#### MATERIAL TO PROCESS:

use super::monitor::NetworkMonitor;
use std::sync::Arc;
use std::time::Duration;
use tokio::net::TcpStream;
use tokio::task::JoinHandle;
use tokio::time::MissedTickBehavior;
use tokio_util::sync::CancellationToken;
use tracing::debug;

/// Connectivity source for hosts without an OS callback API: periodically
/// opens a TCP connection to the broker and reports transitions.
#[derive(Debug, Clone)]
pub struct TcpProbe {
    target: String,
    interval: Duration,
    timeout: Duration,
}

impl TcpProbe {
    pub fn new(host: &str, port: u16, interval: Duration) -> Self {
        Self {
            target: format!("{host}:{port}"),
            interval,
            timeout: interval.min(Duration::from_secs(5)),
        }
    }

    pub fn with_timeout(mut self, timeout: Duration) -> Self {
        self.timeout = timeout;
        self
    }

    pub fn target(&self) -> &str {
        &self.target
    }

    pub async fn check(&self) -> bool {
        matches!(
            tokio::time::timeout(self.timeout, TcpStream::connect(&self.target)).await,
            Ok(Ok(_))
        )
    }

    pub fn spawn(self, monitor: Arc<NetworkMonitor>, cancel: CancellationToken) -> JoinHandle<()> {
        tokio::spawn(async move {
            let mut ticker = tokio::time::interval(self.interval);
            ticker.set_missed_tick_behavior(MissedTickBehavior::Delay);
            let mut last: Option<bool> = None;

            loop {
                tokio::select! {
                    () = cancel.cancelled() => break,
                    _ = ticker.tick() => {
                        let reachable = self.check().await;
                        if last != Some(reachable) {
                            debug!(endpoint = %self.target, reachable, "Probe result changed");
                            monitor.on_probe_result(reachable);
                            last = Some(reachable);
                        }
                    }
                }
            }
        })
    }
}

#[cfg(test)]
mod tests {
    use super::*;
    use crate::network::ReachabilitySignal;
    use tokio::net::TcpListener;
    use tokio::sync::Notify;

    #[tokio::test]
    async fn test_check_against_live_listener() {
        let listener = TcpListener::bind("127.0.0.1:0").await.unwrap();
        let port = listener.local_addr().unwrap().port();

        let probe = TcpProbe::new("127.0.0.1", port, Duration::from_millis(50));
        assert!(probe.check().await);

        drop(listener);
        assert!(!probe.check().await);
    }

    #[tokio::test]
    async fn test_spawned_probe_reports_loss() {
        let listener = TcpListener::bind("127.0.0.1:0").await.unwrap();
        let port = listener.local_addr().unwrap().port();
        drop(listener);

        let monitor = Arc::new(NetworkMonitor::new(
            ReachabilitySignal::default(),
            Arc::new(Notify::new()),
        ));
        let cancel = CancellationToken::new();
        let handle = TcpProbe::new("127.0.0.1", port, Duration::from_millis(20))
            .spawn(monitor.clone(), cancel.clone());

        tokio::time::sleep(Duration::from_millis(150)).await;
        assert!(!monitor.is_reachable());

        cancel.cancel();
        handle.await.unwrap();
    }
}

...

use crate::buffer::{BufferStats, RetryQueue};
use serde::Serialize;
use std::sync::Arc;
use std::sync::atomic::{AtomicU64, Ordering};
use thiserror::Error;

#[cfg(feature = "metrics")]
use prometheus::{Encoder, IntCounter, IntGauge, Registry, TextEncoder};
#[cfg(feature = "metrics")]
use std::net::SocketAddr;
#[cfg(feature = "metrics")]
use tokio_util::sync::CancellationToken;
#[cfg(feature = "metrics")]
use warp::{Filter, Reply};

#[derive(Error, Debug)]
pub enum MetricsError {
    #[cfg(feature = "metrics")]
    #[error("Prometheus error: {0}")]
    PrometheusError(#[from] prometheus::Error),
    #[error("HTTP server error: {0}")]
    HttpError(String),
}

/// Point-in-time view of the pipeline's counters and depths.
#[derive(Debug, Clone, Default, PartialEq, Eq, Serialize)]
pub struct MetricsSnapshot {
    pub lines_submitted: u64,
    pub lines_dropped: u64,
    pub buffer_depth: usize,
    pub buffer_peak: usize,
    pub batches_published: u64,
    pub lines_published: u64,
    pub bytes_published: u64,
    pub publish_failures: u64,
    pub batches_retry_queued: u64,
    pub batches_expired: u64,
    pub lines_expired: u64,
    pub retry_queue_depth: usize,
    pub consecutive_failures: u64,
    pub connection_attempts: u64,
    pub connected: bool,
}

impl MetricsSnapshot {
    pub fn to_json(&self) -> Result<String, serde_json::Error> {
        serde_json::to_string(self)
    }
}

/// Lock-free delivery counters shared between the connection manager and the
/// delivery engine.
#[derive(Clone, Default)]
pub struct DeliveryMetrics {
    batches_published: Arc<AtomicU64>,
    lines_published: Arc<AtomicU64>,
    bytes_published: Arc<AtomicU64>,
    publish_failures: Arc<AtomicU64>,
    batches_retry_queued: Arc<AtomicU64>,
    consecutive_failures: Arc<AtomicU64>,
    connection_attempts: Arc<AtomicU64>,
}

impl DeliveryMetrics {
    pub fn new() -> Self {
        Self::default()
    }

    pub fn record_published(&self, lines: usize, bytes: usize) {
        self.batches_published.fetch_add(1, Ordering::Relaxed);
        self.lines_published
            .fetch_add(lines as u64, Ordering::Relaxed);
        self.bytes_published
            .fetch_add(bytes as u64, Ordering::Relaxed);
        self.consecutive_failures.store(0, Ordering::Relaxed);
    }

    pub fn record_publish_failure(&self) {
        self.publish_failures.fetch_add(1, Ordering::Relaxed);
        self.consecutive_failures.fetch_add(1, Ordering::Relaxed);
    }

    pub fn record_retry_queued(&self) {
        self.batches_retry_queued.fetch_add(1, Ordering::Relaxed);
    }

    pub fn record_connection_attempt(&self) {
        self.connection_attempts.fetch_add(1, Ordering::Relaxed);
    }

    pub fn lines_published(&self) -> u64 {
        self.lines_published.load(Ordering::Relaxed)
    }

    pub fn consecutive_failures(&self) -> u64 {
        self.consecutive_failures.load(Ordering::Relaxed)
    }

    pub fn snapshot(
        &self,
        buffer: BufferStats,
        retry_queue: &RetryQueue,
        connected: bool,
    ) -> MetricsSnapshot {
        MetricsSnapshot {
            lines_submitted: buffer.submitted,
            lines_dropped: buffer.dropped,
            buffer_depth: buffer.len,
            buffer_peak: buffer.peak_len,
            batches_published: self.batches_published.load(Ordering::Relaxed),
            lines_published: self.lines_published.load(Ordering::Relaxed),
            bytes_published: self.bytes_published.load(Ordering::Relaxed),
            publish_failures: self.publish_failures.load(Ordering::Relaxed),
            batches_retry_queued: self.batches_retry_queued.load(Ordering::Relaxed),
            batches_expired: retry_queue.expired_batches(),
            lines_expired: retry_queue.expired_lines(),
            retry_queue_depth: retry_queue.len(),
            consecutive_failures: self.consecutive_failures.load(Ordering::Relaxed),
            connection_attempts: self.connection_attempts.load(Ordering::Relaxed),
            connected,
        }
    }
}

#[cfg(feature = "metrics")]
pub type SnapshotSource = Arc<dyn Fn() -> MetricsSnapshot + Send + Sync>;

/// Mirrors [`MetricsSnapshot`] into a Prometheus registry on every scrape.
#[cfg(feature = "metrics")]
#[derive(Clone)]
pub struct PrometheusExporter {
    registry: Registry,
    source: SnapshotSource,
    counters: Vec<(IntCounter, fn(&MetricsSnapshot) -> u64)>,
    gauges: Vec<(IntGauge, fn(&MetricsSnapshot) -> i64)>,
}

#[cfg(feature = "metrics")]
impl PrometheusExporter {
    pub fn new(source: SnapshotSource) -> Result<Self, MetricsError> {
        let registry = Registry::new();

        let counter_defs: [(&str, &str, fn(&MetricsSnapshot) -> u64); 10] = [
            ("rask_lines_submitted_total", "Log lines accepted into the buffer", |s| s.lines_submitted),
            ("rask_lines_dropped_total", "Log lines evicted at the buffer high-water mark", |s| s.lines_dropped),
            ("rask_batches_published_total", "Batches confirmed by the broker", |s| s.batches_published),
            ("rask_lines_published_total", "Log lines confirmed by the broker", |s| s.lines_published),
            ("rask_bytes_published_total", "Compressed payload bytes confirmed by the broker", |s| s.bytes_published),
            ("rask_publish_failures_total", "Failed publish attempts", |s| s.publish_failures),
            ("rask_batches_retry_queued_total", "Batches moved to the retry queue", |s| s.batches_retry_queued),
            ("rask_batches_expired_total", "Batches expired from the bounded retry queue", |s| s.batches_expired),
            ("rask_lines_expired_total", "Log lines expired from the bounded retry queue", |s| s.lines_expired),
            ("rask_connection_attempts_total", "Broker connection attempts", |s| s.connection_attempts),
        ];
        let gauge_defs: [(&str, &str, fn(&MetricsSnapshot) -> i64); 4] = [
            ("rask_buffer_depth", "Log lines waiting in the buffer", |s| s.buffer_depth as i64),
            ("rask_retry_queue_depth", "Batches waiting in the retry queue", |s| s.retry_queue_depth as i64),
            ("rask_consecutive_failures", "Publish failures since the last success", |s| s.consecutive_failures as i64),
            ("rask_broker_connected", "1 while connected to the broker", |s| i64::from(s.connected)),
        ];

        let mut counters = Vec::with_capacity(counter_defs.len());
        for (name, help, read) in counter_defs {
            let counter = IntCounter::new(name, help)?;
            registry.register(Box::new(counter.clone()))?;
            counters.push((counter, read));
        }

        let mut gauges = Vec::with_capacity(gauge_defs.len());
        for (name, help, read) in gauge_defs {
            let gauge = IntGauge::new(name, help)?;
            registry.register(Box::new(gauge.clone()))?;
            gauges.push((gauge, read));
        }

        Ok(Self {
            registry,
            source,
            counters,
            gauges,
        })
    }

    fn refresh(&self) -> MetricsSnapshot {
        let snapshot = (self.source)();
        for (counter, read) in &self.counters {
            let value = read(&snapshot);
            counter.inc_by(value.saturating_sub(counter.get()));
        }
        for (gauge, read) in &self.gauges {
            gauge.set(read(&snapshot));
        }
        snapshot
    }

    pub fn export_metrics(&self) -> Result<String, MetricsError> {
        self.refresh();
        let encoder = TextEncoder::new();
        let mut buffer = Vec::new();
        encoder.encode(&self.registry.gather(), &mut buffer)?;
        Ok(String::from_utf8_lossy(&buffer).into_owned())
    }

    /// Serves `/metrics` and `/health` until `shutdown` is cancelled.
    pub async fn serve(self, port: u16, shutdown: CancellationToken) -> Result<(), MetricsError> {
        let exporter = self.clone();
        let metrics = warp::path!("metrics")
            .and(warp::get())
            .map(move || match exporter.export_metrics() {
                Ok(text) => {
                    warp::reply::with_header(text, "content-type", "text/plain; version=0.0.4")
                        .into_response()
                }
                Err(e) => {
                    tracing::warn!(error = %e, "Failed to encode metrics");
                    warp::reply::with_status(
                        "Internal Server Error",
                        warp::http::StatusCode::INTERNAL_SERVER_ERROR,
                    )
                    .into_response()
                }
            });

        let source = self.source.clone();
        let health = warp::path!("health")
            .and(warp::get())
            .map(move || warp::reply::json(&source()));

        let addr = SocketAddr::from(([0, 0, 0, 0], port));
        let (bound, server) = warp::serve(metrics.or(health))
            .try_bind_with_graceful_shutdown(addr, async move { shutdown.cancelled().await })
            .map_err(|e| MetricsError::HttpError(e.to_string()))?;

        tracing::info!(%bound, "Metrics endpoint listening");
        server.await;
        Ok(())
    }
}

#### WHAT THE EXERCISE ASKS:
The reply should hold only the lines of the listing above starting at the line containing "use super::monitor::NetworkMonitor;" and ending at the line containing "use tracing::debug;", exactly as written.

#### ANSWER SPACE:
use super::monitor::NetworkMonitor;
use std::sync::Arc;
use std::time::Duration;
use tokio::net::TcpStream;
use tokio::task::JoinHandle;
use tokio::time::MissedTickBehavior;
use tokio_util::sync::CancellationToken;
use tracing::debug;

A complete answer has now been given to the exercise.